Maulvi Mohammad Azam was also killed at a mosque in Kucklak few days ago of the said incident. Hafiz Ahmadullah, the brother of Afghan Taliban chief Maulvi Haibatullah, was also killed in a blast at a seminary in Qasim village of Kuchlak.

Maulvi Allah Dad, the prayer leader of the central mosque of Zhob, had appealed people through a newspaper to extend financial assistance to Taliban.

Recently, the residents of rural areas in Mohmand tribal district told VoA that members of militant organization Jaish-e-Muhammad were openly seeking donations and urging youth to get training of militancy but neither security agencies nor other government departments were taking any notice of their activities involving promotion of terrorism.

According to international media, besides seeking donations, several welfare organizations of Afghan Taliban are active in Punjab and Sindh provinces of Pakistan.

A report of Reuters news agency says that Jamaat-ud Dawa is running 300 seminaries and schools in Pakistan. It says that about 500 people work with Jamaat-ud Dawa and Falah-e-Insaniat Foundation voluntarily while hundreds of others are paid salaries.
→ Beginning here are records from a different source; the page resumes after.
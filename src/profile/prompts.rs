//! 提示词模板
//!
//! 每个阶段一份模板，按档位区分。小节字数要求只写进指令，不做校验。

use phf::phf_map;

use super::Profile;
use crate::models::{DocumentParameters, DocumentType, SectionSlot};

/// 院系方向
#[derive(Debug, Clone, Copy, PartialEq, Eq, PartialOrd, Ord)]
enum FacultyKind {
    Computing,
    Economics,
    Law,
}

/// 院系名称关键字 → 方向
static FACULTY_KEYWORDS: phf::Map<&'static str, FacultyKind> = phf_map! {
    "kompyuter" => FacultyKind::Computing,
    "tatu" => FacultyKind::Computing,
    "computer" => FacultyKind::Computing,
    "informat" => FacultyKind::Computing,
    "software" => FacultyKind::Computing,
    "计算机" => FacultyKind::Computing,
    "软件" => FacultyKind::Computing,
    "信息" => FacultyKind::Computing,
    "iqtisod" => FacultyKind::Economics,
    "moliya" => FacultyKind::Economics,
    "econom" => FacultyKind::Economics,
    "financ" => FacultyKind::Economics,
    "经济" => FacultyKind::Economics,
    "金融" => FacultyKind::Economics,
    "yuris" => FacultyKind::Law,
    "huquq" => FacultyKind::Law,
    "law" => FacultyKind::Law,
    "法学" => FacultyKind::Law,
    "法律" => FacultyKind::Law,
};

fn faculty_kind(faculty: &str) -> Option<FacultyKind> {
    let lowered = faculty.to_lowercase();
    FACULTY_KEYWORDS
        .entries()
        .filter(|(keyword, _)| lowered.contains(*keyword))
        .map(|(_, kind)| *kind)
        .min()
}

/// 院系专属写作要求
pub fn faculty_rules(faculty: &str) -> String {
    match faculty_kind(faculty) {
        Some(FacultyKind::Computing) => "方向: 计算机与信息技术。\n\
             - 代码示例使用 Python 或 C++，每一行都要有注释。\n\
             - 用分步骤的文字描述算法。\n\
             - 通过 UML 图的文字描述说明系统架构。"
            .to_string(),
        Some(FacultyKind::Economics) => "方向: 经济学。\n\
             - 用表格给出 GDP 增速、通胀率和投资指标的动态。\n\
             - 写出财务分析所用的公式。"
            .to_string(),
        Some(FacultyKind::Law) => "方向: 法学。\n\
             - 引用司法实践中的案例。\n\
             - 对不同国家的法律条款做比较分析。"
            .to_string(),
        None => format!("方向: {}。对主题进行深入的理论与实践分析。", faculty),
    }
}

/// 系统人设
pub fn system_instruction(profile: Profile, params: &DocumentParameters) -> String {
    match profile {
        Profile::Rigorous => format!(
            r#"你是一位资深教授，负责按照学术论文规范审阅和撰写学位论文，同时是查重系统专家。

目标: 撰写一篇{doc_type}。
主题: "{topic}"
院系: {faculty}
学生: {student}（班级: {group}）

### 写作规则（重要）
1. **保持上下文**: 每个新小节都要承接上一小节的观点，不得前后矛盾。
2. **数据准确**:
   - 严禁出现"[此处插入表格]"之类的占位文字。
   - 需要表格时直接用 Markdown 绘制，并填入接近真实的统计数据（2020-2024 年）。
3. **学术文风**:
   - 句子简洁。
   - 不使用"我认为"，改用"分析表明……"。
4. **格式**:
   - 每个新观点另起一段。
   - 关键术语使用**粗体**。
5. 不要出现"作为 AI 模型"或"以下是您的论文"之类的话，只输出正文。

{rules}
"#,
            doc_type = params.document_type.name(),
            topic = params.topic,
            faculty = params.institution.faculty,
            student = params.institution.student,
            group = params.institution.group,
            rules = faculty_rules(&params.institution.faculty),
        ),
        Profile::Lightweight => format!(
            r#"你是帮助学生完成作业的学术顾问。
文档类型: {doc_type}
主题: "{topic}"

**写作方式:**
1. 这不是严肃的学位论文，而是学生对主题的独立思考和分析。
2. 文风: 通俗、流畅，可以带一些评论性的表达。
3. 允许使用"我认为""总的来说"之类的主动表达。
4. 目标: 简明扼要地讲清主题的本质。

{rules}
"#,
            doc_type = params.document_type.name(),
            topic = params.topic,
            rules = faculty_rules(&params.institution.faculty),
        ),
    }
}

/// 大纲指令（JSON 输出）
pub fn plan_prompt(profile: Profile, params: &DocumentParameters) -> String {
    match profile {
        Profile::Rigorous => {
            let with_third = profile.max_chapters(params.document_type) >= 3;
            let chapter3_title = if with_third {
                "第三章标题（实践建议）"
            } else {
                ""
            };
            let chapter3_subs = if with_third {
                r#"["3.1 ...", "3.2 ..."]"#
            } else {
                "[]"
            };
            format!(
                r#"请为以下主题拟定一份完整的论文大纲: "{topic}"。

要求:
1. 大纲按逻辑递进（理论 → 分析 → 解决方案）。
2. 章标题严谨、学术化。

以 JSON 格式返回:
{{
  "chapter1_title": "第一章标题（理论基础）",
  "chapter1_subsections": ["1.1 ...", "1.2 ...", "1.3 ..."],
  "chapter2_title": "第二章标题（分析部分）",
  "chapter2_subsections": ["2.1 ...", "2.2 ...", "2.3 ..."],
  "chapter3_title": "{chapter3_title}",
  "chapter3_subsections": {chapter3_subs}
}}"#,
                topic = params.topic,
                chapter3_title = chapter3_title,
                chapter3_subs = chapter3_subs,
            )
        }
        Profile::Lightweight => {
            let structure = if params.document_type == DocumentType::ShortEssay {
                "为短篇报告拟定提纲:\n引言（简短）。\n1. 主题的历史与基本概念。\n2. 主题的现状与意义。\n结论。"
            } else {
                "为独立作业拟定提纲:\n引言。\n1. 问题的提出及其原因。\n2. 分析、案例与个人观点，并给出建议。\n结论。"
            };
            format!(
                r#"主题: "{topic}"
{structure}

以 JSON 格式返回:
{{
  "chapter1_title": "第一章标题",
  "chapter1_subsections": ["..."],
  "chapter2_title": "第二章标题",
  "chapter2_subsections": ["..."],
  "chapter3_title": "",
  "chapter3_subsections": []
}}"#,
                topic = params.topic,
                structure = structure,
            )
        }
    }
}

/// 引言、结论、参考文献指令（JSON 输出）
pub fn front_matter_prompt(profile: Profile, params: &DocumentParameters) -> String {
    match profile {
        Profile::Rigorous => format!(
            r#"主题: "{topic}"

任务: 按学术论文规范撰写引言和结论。

引言结构（每项单独成段）:
1. 选题的现实意义（结合国家发展战略）。
2. 问题的研究现状（至少列出 3 位学者）。
3. 研究目的与任务。
4. 研究对象与研究内容。
5. 创新点。

参考文献:
- 相关法律法规。
- 权威机构的统计报告。
- 2020-2024 年的学术论文。
- 每条文献包含作者、题名、出版地、出版社和年份。

以 JSON 返回: {{ "introduction": "markdown 文本...", "conclusion": "markdown 文本...", "references": ["1. ...", "2. ..."] }}"#,
            topic = params.topic,
        ),
        Profile::Lightweight => format!(
            r#"主题: "{topic}"
任务: 撰写"引言""结论"和"参考文献"。

引言: 生动地引出主题，举出生活中的例子，写明目的（约 1 页）。
参考文献: 5-8 条主要文献即可。

以 JSON 返回: {{ "introduction": "...", "conclusion": "...", "references": ["..."] }}"#,
            topic = params.topic,
        ),
    }
}

/// 小节指令，`context` 为滚动上下文的末尾片段
pub fn section_prompt(profile: Profile, slot: &SectionSlot<'_>, context: &str) -> String {
    let min_words = profile.tuning().min_section_words;
    match profile {
        Profile::Rigorous => format!(
            r#"前文摘要: {context}

当前任务:
章: {chapter}
小节: {section}

要求:
1. **篇幅**: 不少于 {min_words} 字，内容详尽。
2. **结构**: 理论联系实际。经济类主题请加入 Markdown 表格，技术类主题请给出算法。
3. **学术性**: 每个论断都要有依据，文献引用写成 [1]、[2] 的形式。
4. **充实**: 不要堆砌空话，给出具体事实、数字和分析。"#,
            context = context,
            chapter = slot.chapter_title,
            section = slot.section_title,
            min_words = min_words,
        ),
        Profile::Lightweight => format!(
            r#"章: {chapter}
小节: {section}

任务: 用自由、易懂的语言阐述这一部分。
篇幅: {min_words} 字左右。
要求: 加入自己的观点、观察和例子，不要写得枯燥。

上下文: {context}"#,
            chapter = slot.chapter_title,
            section = slot.section_title,
            min_words = min_words,
            context = context,
        ),
    }
}

/// 附录指令（仅严谨档位）
pub fn back_matter_prompt(params: &DocumentParameters) -> String {
    format!(
        r#"主题: "{topic}"
任务: 为论文准备附录。

请准备:
1. 统计表（按年份展示动态变化）。
2. 系统结构或流程示意图（文字形式的流程图）。

只返回正文内容。"#,
        topic = params.topic,
    )
}

/// 主题可行性检查指令（JSON 输出）
pub fn topic_check_prompt(topic: &str) -> String {
    format!(
        r#"请检查这个主题: "{}"。它是否适合作为学术作业的题目？以 JSON 返回: {{"is_valid": true/false, "reason": "简短说明"}}"#,
        topic
    )
}

/// 主题润色指令
pub fn refine_topic_prompt(topic: &str) -> String {
    format!(
        r#"学生输入的主题是: "{}"。
请按高等教育的学术规范，把它改写成严谨、规范、措辞得体的论文题目。
只返回一个最好的方案。
例如: "AI 和经济" -> "数字经济背景下人工智能技术的应用前景研究"。

只返回题目本身。"#,
        topic
    )
}

/// 降重改写指令
pub fn paraphrase_prompt(text: &str) -> String {
    format!(
        r#"你是一名专注于降低重复率的学术编辑。请在保留原意和学术严谨性的前提下改写下面的文本。

### 规则
1. 不得直接照抄法律法规原文，一律改写表述。
2. 保持学术语气，不使用口语。
3. 在合适的位置加上文献序号，如 [1]、[2]。
4. 输出语言与输入保持一致。
5. 只返回改写后的文本，不要任何说明。

### 输入文本
"{}""#,
        text
    )
}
In January 2018, the Pakistan government had advertised a ban through newspapers on terrorist organizations to collect donations. The people had been advised against giving donations to such organizations.

The names of 72 organizations including Lashkar-e-Jhangvi, Jaish-e-Muhammad, Lashkar-e-Tayyeba, Tehreek-e-Taliban Pakistan, Peoples Aman Committee, Ahle Sunnat Wal Jamaat, Balochistan United Army, Jaish-e-Islam, Daesh, Jamaat-ud Dawa and Falah-e-Insaniat Foundation were also published as they were banned or their activities were suspicious or they were under-watch.

Some reports suggest that these banned organizations were still collecting donations despite the vigil by government.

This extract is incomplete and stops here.